- **WORK INSTRUCTIONS**
Which lines in the data below contain the word "DnssecKeeper"? Copy each of them.

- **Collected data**
<<<<

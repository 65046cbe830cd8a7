mod common;

use checkzone::zone::{
    DnssecKeeper, MemoryBackend, Nsec3Param, RecordSource, Severity, SoaData, StaticKeeper, ZoneId,
};
use checkzone::{
    CheckError, DnssecState, DomainName, RecordType, ResourceRecord, ZoneValidator,
    check_delegation,
};
use common::*;

#[test]
fn test_delegation_missing_in_parent() {
    init_test_logging();
    let backend = MemoryBackend::new();
    backend.add_zone(name("example"), 3600);
    backend.add_zone(name("sub.example"), 3600);

    let diagnostics = check_delegation(&name("sub.example."), &backend).unwrap();
    assert_eq!(diagnostics.len(), 1);
    assert_eq!(diagnostics[0].severity, Severity::Error);
    assert_eq!(
        diagnostics[0].message,
        "No delegation for zone 'sub.example.' in parent 'example.'"
    );
}

#[test]
fn test_delegation_skips_unserved_ancestors() {
    let backend = MemoryBackend::new();
    let parent = name("example.com");
    backend.add_zone(parent.clone(), 3600);
    backend
        .add_record(&parent, record("c.example.com", "NS", "ns.example.net"))
        .unwrap();

    assert!(check_delegation(&name("c.example.com"), &backend).unwrap().is_empty());

    // Neither b.c.example.com nor c.example.com is a zone, the walk ends at example.com
    let diagnostics = check_delegation(&name("a.b.c.example.com"), &backend).unwrap();
    assert_eq!(diagnostics.len(), 1);
    assert_eq!(
        diagnostics[0].message,
        "No delegation for zone 'a.b.c.example.com.' in parent 'example.com.'"
    );
}

#[test]
fn test_backend_zone_without_soa() {
    let backend = MemoryBackend::new();
    let report = ZoneValidator::default()
        .check_backend_zone(&StaticKeeper::new(), &backend, &name(APEX))
        .unwrap();

    assert_eq!(report.record_count, 0);
    assert_eq!(report.diagnostics.len(), 1);
    assert_eq!(
        report.diagnostics[0].message,
        "No SOA record present, or active, in zone 'example.com.'"
    );
    assert_eq!(
        report.to_string(),
        "Checked 0 records of 'example.com.', 1 errors, 0 warnings."
    );
}

#[test]
fn test_backend_zone_is_clean() {
    init_test_logging();
    let backend = baseline_backend();
    let report = ZoneValidator::default()
        .check_backend_zone(&StaticKeeper::new(), &backend, &name(APEX))
        .unwrap();

    assert_clean(&report);
    assert_eq!(report.record_count, 3);
}

#[test]
fn test_backend_zone_diagnostic_order() {
    let backend = baseline_backend();
    let child = name("sub.example.com");
    backend.add_zone(child.clone(), 300);
    backend.add_record(&child, record("sub.example.com", "SOA", SOA_CONTENT)).unwrap();

    let mut keeper = StaticKeeper::new();
    keeper.set(
        child.clone(),
        DnssecState {
            valid_keys: false,
            ..DnssecState::insecure()
        },
    );

    let report = ZoneValidator::default()
        .check_backend_zone(&keeper, &backend, &child)
        .unwrap();
    let messages: Vec<&str> = report.diagnostics.iter().map(|d| d.message.as_str()).collect();
    assert_eq!(
        messages,
        vec![
            "zone 'sub.example.com' has at least one invalid DNS Private Key.",
            "No delegation for zone 'sub.example.com.' in parent 'example.com.'",
            "No NS record at zone apex in zone 'sub.example.com.'",
        ]
    );
    assert_eq!(report.record_count, 1);
}

#[test]
fn test_backend_zone_uses_soa_default_ttl() {
    let backend = baseline_backend();
    let apex = name(APEX);
    backend
        .add_record(&apex, record_with_ttl(APEX, "DNSKEY", "257 3 8 AwEAAQ==", 60))
        .unwrap();

    let mut keeper = StaticKeeper::new();
    keeper.set(apex.clone(), DnssecState::secured());

    let validator = ZoneValidator::new(checkzone::CheckConfig {
        direct_dnskey: true,
        ..Default::default()
    });
    let report = validator.check_backend_zone(&keeper, &backend, &apex).unwrap();
    assert_single(
        &report,
        "DNSKEY TTL of 60 at 'example.com.' differs from SOA minimum of 3600",
        Severity::Warning,
    );
}

#[test]
fn test_backend_nsec3_precheck() {
    let long = DomainName::parse(&format!(
        "{}.{}.{}.{}.com",
        "a".repeat(60),
        "b".repeat(60),
        "c".repeat(60),
        "d".repeat(40)
    ))
    .unwrap();
    let backend = MemoryBackend::new();
    backend.add_zone(long.clone(), 3600);

    let mut keeper = StaticKeeper::new();
    keeper.set(long.clone(), DnssecState::secured().with_nsec3(Nsec3Param::default()));

    let report = ZoneValidator::default()
        .check_backend_zone(&keeper, &backend, &long)
        .unwrap();
    assert_single(&report, "has NSEC3 semantics but is too long", Severity::Error);
    assert!(
        matching(&report, "has NSEC3 semantics")[0]
            .message
            .ends_with("Zone name is 229 bytes long, whereas the maximum is 222 bytes.")
    );
}

struct FailingSource;

impl RecordSource for FailingSource {
    fn get_soa(&self, name: &DomainName) -> checkzone::Result<Option<SoaData>> {
        Ok(Some(SoaData {
            zone: name.clone(),
            zone_id: 1,
            default_ttl: 3600,
            serial: 1,
        }))
    }

    fn lookup(
        &self,
        _rtype: Option<RecordType>,
        _name: &DomainName,
        _zone_id: ZoneId,
    ) -> checkzone::Result<Vec<ResourceRecord>> {
        Err(CheckError::Backend("lookup failed".to_string()))
    }

    fn list(&self, _zone: &DomainName, _zone_id: ZoneId) -> checkzone::Result<Vec<ResourceRecord>> {
        Err(CheckError::Backend("list failed".to_string()))
    }
}

struct FailingKeeper;

impl DnssecKeeper for FailingKeeper {
    fn is_secured_zone(&self, _zone: &DomainName) -> checkzone::Result<bool> {
        Err(CheckError::Backend("keeper unavailable".to_string()))
    }

    fn is_presigned(&self, _zone: &DomainName) -> checkzone::Result<bool> {
        Ok(false)
    }

    fn check_keys(&self, _zone: &DomainName) -> checkzone::Result<bool> {
        Ok(true)
    }

    fn get_nsec3param(&self, _zone: &DomainName) -> checkzone::Result<Option<Nsec3Param>> {
        Ok(None)
    }
}

#[test]
fn test_collaborator_failures_propagate() {
    let validator = ZoneValidator::default();

    let err = validator
        .check_backend_zone(&StaticKeeper::new(), &FailingSource, &name(APEX))
        .unwrap_err();
    assert!(matches!(err, CheckError::Backend(ref msg) if msg == "lookup failed"));

    let err = check_delegation(&name("sub.example.com"), &FailingSource).unwrap_err();
    assert!(matches!(err, CheckError::Backend(_)));

    let backend = baseline_backend();
    let err = validator
        .check_backend_zone(&FailingKeeper, &backend, &name(APEX))
        .unwrap_err();
    assert_eq!(err.to_string(), "Backend error: keeper unavailable");
}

>>>>

- **FINISHED TASK**
    DnssecKeeper, MemoryBackend, Nsec3Param, RecordSource, Severity, SoaData, StaticKeeper, ZoneId,
impl DnssecKeeper for FailingKeeper {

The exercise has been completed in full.